Berechtigte Fragen

Leseprobe "Wann ist ein Kind einfach ein normales Kind, und ab wann ist es ein krankes Kind? Wann müssen und sollten wir es Kind sein lassen, und ab wann muss und sollte es behandelt werden? Und wie?"
Berechtigte Fragen

Foto: John MacDougall/AFP/Getty Images

Vorwort

»Lassen Sie sich durch mich nicht stören«

Ein Friseursalon in Berlin. Kleiner Laden. Alles etwas altmodisch. Es ist nicht viel los. Der Friseur schneidet einem Jungen die Haare.
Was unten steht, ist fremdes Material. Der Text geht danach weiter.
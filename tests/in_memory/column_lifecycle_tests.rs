//! In-memory integration tests for column layout changes and work limits.

use super::helpers::{
    TestFacade, add_task, create_board, expect_kind, facade, sign_in, tomorrow, value,
};
use kanban::board::services::ColumnView;
use kanban::error::ErrorKind;
use rstest::rstest;

fn names(columns: &[ColumnView]) -> Vec<&str> {
    columns.iter().map(|column| column.name.as_str()).collect()
}

#[rstest]
#[tokio::test(flavor = "multi_thread")]
async fn columns_are_added_renamed_and_moved(mut facade: TestFacade) -> Result<(), eyre::Report> {
    let alice = sign_in(&facade, "alice@example.com").await?;
    let roadmap = create_board(&mut facade, &alice, "Roadmap").await?;

    value(facade.add_column(&alice, &roadmap, 2, "review").await)?;
    value(facade.rename_column(&alice, &roadmap, 1, "doing").await)?;
    value(facade.move_column(&alice, &roadmap, 2, -1).await)?;

    let columns = value(facade.columns(&alice, &roadmap).await)?;
    eyre::ensure!(
        names(&columns) == ["backlog", "review", "doing", "done"],
        "unexpected layout {:?}",
        names(&columns)
    );
    eyre::ensure!(
        columns
            .iter()
            .enumerate()
            .all(|(position, column)| column.ordinal == position),
        "ordinals should match positions"
    );
    let name = value(facade.column_name(&alice, &roadmap, 1).await)?;
    eyre::ensure!(name == "review", "column 1 should be review");
    Ok(())
}

#[rstest]
#[tokio::test(flavor = "multi_thread")]
async fn column_layout_errors_are_classified(mut facade: TestFacade) -> Result<(), eyre::Report> {
    let alice = sign_in(&facade, "alice@example.com").await?;
    let roadmap = create_board(&mut facade, &alice, "Roadmap").await?;
    add_task(&mut facade, &alice, &roadmap, "Occupant").await?;

    expect_kind(
        &facade.add_column(&alice, &roadmap, 9, "far").await,
        ErrorKind::InvalidArgument,
    )?;
    expect_kind(
        &facade.move_column(&alice, &roadmap, 0, 1).await,
        ErrorKind::InvalidArgument,
    )?;
    expect_kind(
        &facade.move_column(&alice, &roadmap, 1, 0).await,
        ErrorKind::InvalidArgument,
    )?;
    expect_kind(
        &facade.rename_column(&alice, &roadmap, 7, "ghost").await,
        ErrorKind::NotFound,
    )
}

#[rstest]
#[tokio::test(flavor = "multi_thread")]
async fn removing_the_backlog_merges_forward(mut facade: TestFacade) -> Result<(), eyre::Report> {
    let alice = sign_in(&facade, "alice@example.com").await?;
    let roadmap = create_board(&mut facade, &alice, "Roadmap").await?;
    add_task(&mut facade, &alice, &roadmap, "First").await?;
    add_task(&mut facade, &alice, &roadmap, "Second").await?;
    let moving = add_task(&mut facade, &alice, &roadmap, "Third").await?;
    value(facade.advance_task(&alice, &roadmap, moving.id, 0).await)?;

    value(facade.remove_column(&alice, &roadmap, 0).await)?;

    let columns = value(facade.columns(&alice, &roadmap).await)?;
    eyre::ensure!(
        names(&columns) == ["in progress", "done"],
        "unexpected layout {:?}",
        names(&columns)
    );
    let backlog = columns
        .first()
        .ok_or_else(|| eyre::eyre!("board should keep a backlog"))?;
    eyre::ensure!(backlog.tasks.len() == 3, "all tasks should be merged");
    eyre::ensure!(
        backlog.tasks.iter().all(|task| task.column_id == backlog.id),
        "merged tasks should point at the new backlog"
    );

    expect_kind(
        &facade.remove_column(&alice, &roadmap, 0).await,
        ErrorKind::InvalidArgument,
    )
}

#[rstest]
#[tokio::test(flavor = "multi_thread")]
async fn column_limits_cap_new_tasks(mut facade: TestFacade) -> Result<(), eyre::Report> {
    let alice = sign_in(&facade, "alice@example.com").await?;
    let roadmap = create_board(&mut facade, &alice, "Roadmap").await?;

    eyre::ensure!(
        value(facade.column_limit(&alice, &roadmap, 0).await)?.is_none(),
        "columns start unlimited"
    );
    value(facade.limit_column(&alice, &roadmap, 0, 1).await)?;
    add_task(&mut facade, &alice, &roadmap, "Only one").await?;

    let overflow = facade
        .add_task(&alice, &roadmap, "One too many", "", tomorrow())
        .await;
    expect_kind(&overflow, ErrorKind::LimitReached)?;
    eyre::ensure!(
        value(facade.column_limit(&alice, &roadmap, 0).await)? == Some(1),
        "limit should be reported"
    );

    value(facade.remove_column_limit(&alice, &roadmap, 0).await)?;
    value(facade.remove_column_limit(&alice, &roadmap, 0).await)?;
    add_task(&mut facade, &alice, &roadmap, "Room again").await?;
    Ok(())
}

#[rstest]
#[tokio::test(flavor = "multi_thread")]
async fn limits_below_task_count_are_rejected(mut facade: TestFacade) -> Result<(), eyre::Report> {
    let alice = sign_in(&facade, "alice@example.com").await?;
    let roadmap = create_board(&mut facade, &alice, "Roadmap").await?;
    add_task(&mut facade, &alice, &roadmap, "One").await?;
    add_task(&mut facade, &alice, &roadmap, "Two").await?;

    expect_kind(
        &facade.limit_column(&alice, &roadmap, 0, 1).await,
        ErrorKind::InvalidArgument,
    )?;
    expect_kind(
        &facade.limit_column(&alice, &roadmap, 0, 0).await,
        ErrorKind::InvalidArgument,
    )
}

#[rstest]
#[tokio::test(flavor = "multi_thread")]
async fn full_target_column_blocks_advance(mut facade: TestFacade) -> Result<(), eyre::Report> {
    let alice = sign_in(&facade, "alice@example.com").await?;
    let roadmap = create_board(&mut facade, &alice, "Roadmap").await?;
    let first = add_task(&mut facade, &alice, &roadmap, "First").await?;
    let second = add_task(&mut facade, &alice, &roadmap, "Second").await?;
    value(facade.limit_column(&alice, &roadmap, 1, 1).await)?;
    value(facade.advance_task(&alice, &roadmap, first.id, 0).await)?;

    let blocked = facade.advance_task(&alice, &roadmap, second.id, 0).await;

    expect_kind(&blocked, ErrorKind::LimitReached)?;
    let column = value(facade.task_column(&alice, second.id).await)?;
    eyre::ensure!(column.ordinal == 0, "blocked task should stay in the backlog");
    Ok(())
}
//! In-memory adapters for user accounts.

mod repository;

pub use repository::InMemoryUserRepository;
//! `PostgreSQL` adapters for board persistence.

mod models;
mod repository;
mod schema;

pub use repository::{BoardPgPool, PostgresBoardRepository};
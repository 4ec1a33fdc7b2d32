//! Step definitions for Kanban board workflow scenarios.

pub mod given;
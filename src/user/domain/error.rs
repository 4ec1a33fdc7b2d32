//! Error types for user account validation.

use crate::error::ErrorKind;
use thiserror::Error;

/// Errors returned while constructing user domain values.
#[derive(Debug, Clone, Error, PartialEq, Eq)]
pub enum UserDomainError {
    /// The email address is empty after trimming.
    #[error("email must not be empty")]
    EmptyEmail,

    /// The email address is not of the form `local@domain.tld`.
    #[error("email '{0}' is not a valid address")]
    InvalidEmail(String),

    /// The password length falls outside the accepted range.
    #[error("password must be between {min} and {max} characters, got {actual}")]
    PasswordLength {
        /// Minimum accepted length.
        min: usize,
        /// Maximum accepted length.
        max: usize,
        /// Length of the rejected password.
        actual: usize,
    },

    /// The password lacks an uppercase letter, a lowercase letter, or a
    /// digit.
    #[error("password must include an uppercase letter, a lowercase letter, and a digit")]
    PasswordComposition,

    /// The password appears on the list of most common passwords.
    #[error("password is too common")]
    CommonPassword,

    /// The password and its confirmation differ.
    #[error("passwords do not match")]
    PasswordMismatch,
}

impl UserDomainError {
    /// Returns the boundary classification for this error.
    #[must_use]
    pub const fn kind(&self) -> ErrorKind {
        ErrorKind::Validation
    }
}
Neben ihm sitzt ein Mädchen, seine Freundin. »Ich bin bloß Publikum«, erklärt sie dem Friseur. »Lassen Sie sich durch mich nicht stören.« Und dann legt die Kleine los. In einem fort plappernd schmiert sie ihrem Hund Schaum um die Schnauze und tut so, als würde sie ihn rasieren. Dann liest sie die Werbeplakate, die an den Wänden hängen, laut vor, läuft durch den Laden, quatscht einen neuen Kunden an, der gerade hereinkommt, wechselt von einem Bein aufs andere und von einem Thema zum nächsten. Und das ohne Pause.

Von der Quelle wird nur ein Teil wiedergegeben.